Patterson’s D-statistic · f3 & f4 admixture fractions · fd-statistic for local introgression · ADMIXTOOLS2 graph fitting · Dsuite multi-population tests
When two populations that diverged long ago come back into secondary contact, they can exchange genetic material — a process called introgression. The ABBA-BABA test (Green et al. 2010) detects this by looking for an asymmetry in the pattern of shared derived alleles between four populations arranged in a tree. This tutorial covers the complete pipeline from raw allele counts to population graph fitting.
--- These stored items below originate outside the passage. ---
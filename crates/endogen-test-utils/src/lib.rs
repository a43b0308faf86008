//! Testing utilities for the endogen workspace
//!
//! Shared fixtures and assertions for growth tests.

#![allow(missing_docs)]

use endogen_kernel::{
    GrowthEngine, ModelConfig, Network, NodeId, Position, ScoreKind, SelectKind, TemplateKind,
};
use rand::rngs::StdRng;
use rand::SeedableRng;

pub fn seeded_rng(seed: u64) -> StdRng {
    StdRng::seed_from_u64(seed)
}

/// Ids `0..n`.
pub fn ids(n: usize) -> Vec<NodeId> {
    (0..n).map(NodeId).collect()
}

/// Cycle seed, uniform scores, random selection.
pub fn uniform_random_config(template: TemplateKind) -> ModelConfig {
    ModelConfig::new()
        .with_initial_size(template.min_seed_size().max(3))
        .with_template(template)
        .with_score(ScoreKind::Uniform)
        .with_select(SelectKind::Random)
}

pub fn engine_with(config: ModelConfig) -> GrowthEngine {
    GrowthEngine::new(config).unwrap()
}

/// Grow a fresh engine to `target` nodes under `seed`.
pub fn grown(config: ModelConfig, target: usize, seed: u64) -> GrowthEngine {
    let mut engine = engine_with(config);
    engine.grow(target, &mut seeded_rng(seed)).unwrap();
    engine
}

/// Fingerprints of every snapshot, in order.
pub fn fingerprints(engine: &GrowthEngine) -> Vec<String> {
    engine
        .snapshots()
        .iter()
        .map(|s| s.fingerprint().to_string())
        .collect()
}

pub fn assert_simple_graph(network: &Network) {
    assert!(network.is_simple(), "network has a self loop");
    let edges = network.edges();
    let mut deduped = edges.clone();
    deduped.dedup();
    assert_eq!(edges, deduped, "network has a parallel edge");
}

/// Real node ids are exactly `0..n`: no placeholder ever reached the network.
pub fn assert_no_placeholders(network: &Network) {
    assert_eq!(network.nodes(), ids(network.node_count()));
    assert_eq!(network.next_id(), NodeId(network.node_count()));
}

/// `node`'s edges are exactly the wiring of `position`.
pub fn assert_wired_like(network: &Network, node: NodeId, position: &Position) {
    let (sources, targets) = position.canonical();
    let actual_sources: Vec<NodeId> = network.in_edges(node).into_iter().map(|(s, _)| s).collect();
    let actual_targets: Vec<NodeId> = network.out_edges(node).into_iter().map(|(_, t)| t).collect();
    assert_eq!(actual_sources, sources, "in-edges of {node}");
    assert_eq!(actual_targets, targets, "out-edges of {node}");
}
We use the Simons Genome Diversity Project (SGDP) modern human panel combined with the high-coverage Altai Neanderthal genome to replicate the canonical Neanderthal introgression analysis. This is the best-validated introgression dataset in all of genomics.
| Property | Value |
|---|---|
| Modern humans | SGDP — 279 individuals from 142 populations (PRJEB9586) |
| Neanderthal | Altai Neanderthal (high-coverage, PRJNA20345) |
| Outgroup | Chimpanzee (Pan troglodytes) or Denisovan for polarisation |
| Reference | GRCh38 |
| Expected D result | D > 0 for all non-African populations vs African (Neanderthal introgression ~1–4%) |
| Publication | Meyer et al. 2012 Science; Mallick et al. 2016 Nature |
######################################################################
## STEP 1: Download the SGDP modern human + Neanderthal VCF and prepare
## for introgression analysis.
## We need a single multi-sample VCF containing:
## 1. Modern human diversity panel (SGDP)
## 2. Altai Neanderthal (as an individual in the VCF)
## 3. Outgroup alleles (chimpanzee or Denisovan)
######################################################################
mkdir -p 0_raw 1_filtered 2_popmap 3_dsuite 4_admixtools 5_fd 6_plots
module load bcftools/1.17
module load vcftools/0.1.16
## --- Download the SGDP callset (chr1 for testing; ~1.5 GB per chromosome) ---
## The full SGDP VCF is available from EBI at PRJEB9586
## Here we use the publicly available chr-by-chr VCFs
wget -P 0_raw/ \
ftp://ngs.sanger.ac.uk/production/sgdp/phase3-shapeit2-mvncall-integrated-hg38-PASS-chrs/\
chr1.phase3_shapeit2_mvncall_integrated_v5a.20130502.genotypes.vcf.gz
wget -P 0_raw/ \
ftp://ngs.sanger.ac.uk/production/sgdp/phase3-shapeit2-mvncall-integrated-hg38-PASS-chrs/\
chr1.phase3_shapeit2_mvncall_integrated_v5a.20130502.genotypes.vcf.gz.tbi
## --- Pre-filter: biallelic SNPs, MAF > 1%, < 5% missing ---
## --type snps : SNPs only (no indels, no MNPs)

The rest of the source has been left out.